Casa da Cultura comemorou nove anos ao serviço dos trofenses com folclore, tunas, castanhas e, como não podia faltar, um bolo de aniversário. Em época de crise, a festa teve custos quase nulos, pois tudo foi feito com o apoio de empresas e dos próprios funcionários do espaço.

Na fria tarde de sábado, o cheiro a castanhas assadas invadia o ar e chamava quem passava no Souto da Lagoa, em Santiago de Bougado. A comemoração do 9º aniversário da Casa da Cultura da Trofa (CCT) começou com um magusto e uma sessão de karaoke aberta a todos. E se ao início da tarde poucos eram os que percorriam os jardins do espaço, com o passar do tempo mais e mais pessoas se iam juntando para provar as castanhas ou dançar com o Rancho Folclórico da Trofa. Para o final da tarde ficaram reservados os agradecimentos e os gracejos, sempre ao som da concertina. Vereadores da Câmara Municipal, funcionários da CCT e até o Sargento da GNR da Trofa foram alvo das quadras mais ou menos sérias, ao bom estilo português dos cantares ao desafio, só que sem a resposta dos visados, que mesmo assim entravam na brincadeira batendo palmas e soltando gargalhadas.

Depois de uma pausa, cerca das 21 horas, as comemorações regressaram à CCT com uma serenata protagonizada pela Tuna da Universidade Fernando Pessoa e pela Estudantina de Braga. Envergando a tradicional capa preta, animados e irreverentes, os universitários dos dois grupos encantaram o muito público que assistiu às actuações.

Manuel Afonso foi um dos que viu os espectáculos e confessou ser um visitante assíduo da Casa da Cultura, pelo que quis “dar os parabéns à actual vereação pelo trabalho que tem sido feito ao longo do último ano”. “Nos outros anos também foi feito alguma coisa, mas ao longo de 2010 foi bom poder assistir a espectáculos diversificados, pouco dispendiosos, mas interessantes. Esse é o segredo, saber apreciar boa cultura sem gastar muito dinheiro”, asseverou. Para o futuro, Manuel Afonso espera que este “bom núcleo para Santiago de Bougado” seja “ainda mais dinâmico”.

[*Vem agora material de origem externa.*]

use depkit::{CommandOutput, ProcessExecutor, RunOptions};
use std::io::Write;
use std::process::{Command, Stdio};

use crate::ui;

/// Runs commands on this machine
#[derive(Debug, Clone, Copy, Default)]
pub struct SystemExecutor {
    quiet: bool,
}

impl SystemExecutor {
    pub fn new(quiet: bool) -> Self {
        Self { quiet }
    }
}

/// The command line that will actually run, with `sudo -u` when acting
/// as another user
pub fn command_line(cmd: &str, args: &[&str], opts: &RunOptions) -> (String, Vec<String>) {
    let mut argv: Vec<String> = Vec::with_capacity(args.len() + 3);
    let program = match &opts.as_user {
        Some(user) => {
            argv.extend(["-u".to_string(), user.clone(), cmd.to_string()]);
            "sudo".to_string()
        }
        None => cmd.to_string(),
    };
    argv.extend(args.iter().map(|a| (*a).to_string()));
    (program, argv)
}

impl ProcessExecutor for SystemExecutor {
    fn run(&self, cmd: &str, args: &[&str], opts: &RunOptions) -> depkit::Result<CommandOutput> {
        let (program, argv) = command_line(cmd, args, opts);
        let display = format!("{} {}", program, argv.join(" "));
        log::debug!("Running: {}", display);

        let mut command = Command::new(&program);
        command
            .args(&argv)
            .stdin(if opts.input.is_some() {
                Stdio::piped()
            } else {
                Stdio::null()
            })
            .stdout(Stdio::piped())
            .stderr(Stdio::piped());

        let pb = (opts.spinner && !self.quiet).then(|| ui::spinner(&display));

        let mut child = command.spawn().map_err(|e| depkit::Error::CommandFailed {
            command: display.clone(),
            message: format!("Failed to execute: {}", e),
        })?;

        // Written from a thread: the child may block on a full stdout pipe.
        let feeder = match (opts.input.clone(), child.stdin.take()) {
            (Some(input), Some(mut stdin)) => {
                Some(std::thread::spawn(move || stdin.write_all(input.as_bytes())))
            }
            _ => None,
        };

        let output = child.wait_with_output();
        if let Some(pb) = pb {
            pb.finish_and_clear();
        }
        let output: CommandOutput = output?.into();

        if let Some(feeder) = feeder {
            if let Ok(Err(e)) = feeder.join() {
                log::debug!("Couldn't write stdin of {}: {}", display, e);
            }
        }

        if !output.success && !opts.failable {
            log::warn!("{} failed: {}", display, output.stderr_str().trim());
        }
        Ok(output)
    }
}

Assis Serra Neves, vereador da Casa da Cultura da autarquia, parece concordar com o segredo revelado, pois o evento contou com “o patrocínio da população e de várias empresas”, o que “tornou possível a sua concretização”. “Esta é uma festa com custos muito reduzidos, graças aos colaboradores desta Casa, que solicitaram os apoios e tornaram este dia possível”, garantiu.

No final da noite, já depois dos “Parabéns” cantados pelas tunas e de provado o bolo, Teresa Sousa, uma das funcionárias da CCT responsável pela organização, enfatizou que esta foi “uma cerimónia muito simples e sem muitos custos, mas muito bonita”. Já Paula Sanches, a trabalhar no espaço há dois anos, garantiu que “assinalar um aniversário é sempre importante, muito mais o de uma Casa da Cultura, pois é um local fundamental para o desenvolvimento do concelho e das pessoas”.

Mónica Pereira está na CCT há nove anos e acompanhou toda a sua evolução. “Tem havido um bom desenvolvimento. As pessoas vêm mais à CCT, sobretudo para usar a sala multimédia, que agora tem mais computadores disponíveis. É a própria população que procura os serviços existentes e todos ficam muito interessados”, afiançou.

Rute Coelho, outra colaboradora da CCT, deu a garantia de que “no futuro as pessoas vão continuar a contar com actividades engraçadas e cativantes”.

 

CCT com mais visitantes

 

A CCT tem várias valências ao dispor de todos. Inaugurado a 3 de Novembro de 2001, este espaço engloba a Biblioteca Municipal, a Sala de Leitura Infanto-Juvenil, a Sala de Leitura de Adultos, a Sala Multimédia, a Sala de Exposições Permanente e a Sala de Exposições Temporária. Aí estão ainda localizados os serviços do Arquivo Municipal, do Gabinete de Património Cultural, do Gabinete de Animação Cultural e do Gabinete de Turismo.

O vereador da Cultura considera que a CCT “tem desenvolvido trabalhos importantes em todas as áreas culturais, sem esquecer a redução de custos” e deu como exemplo a iniciativa “Hoje, vou ao café… ouvir poesia!”, que está a ser promovida em todas as freguesias do concelho, “a custo zero”.

“Já notamos os frutos desta actividade, pois as pessoas começam a aparecer de freguesia em freguesia e depois visitam a CCT, quando antes nunca o tinham feito. É uma forma de atrair as pessoas”, garantiu o responsável pela Cultura no concelho.

Assis Serra Neves deixou o convite para que “todos visitem a CCT” e descubram as suas potencialidades.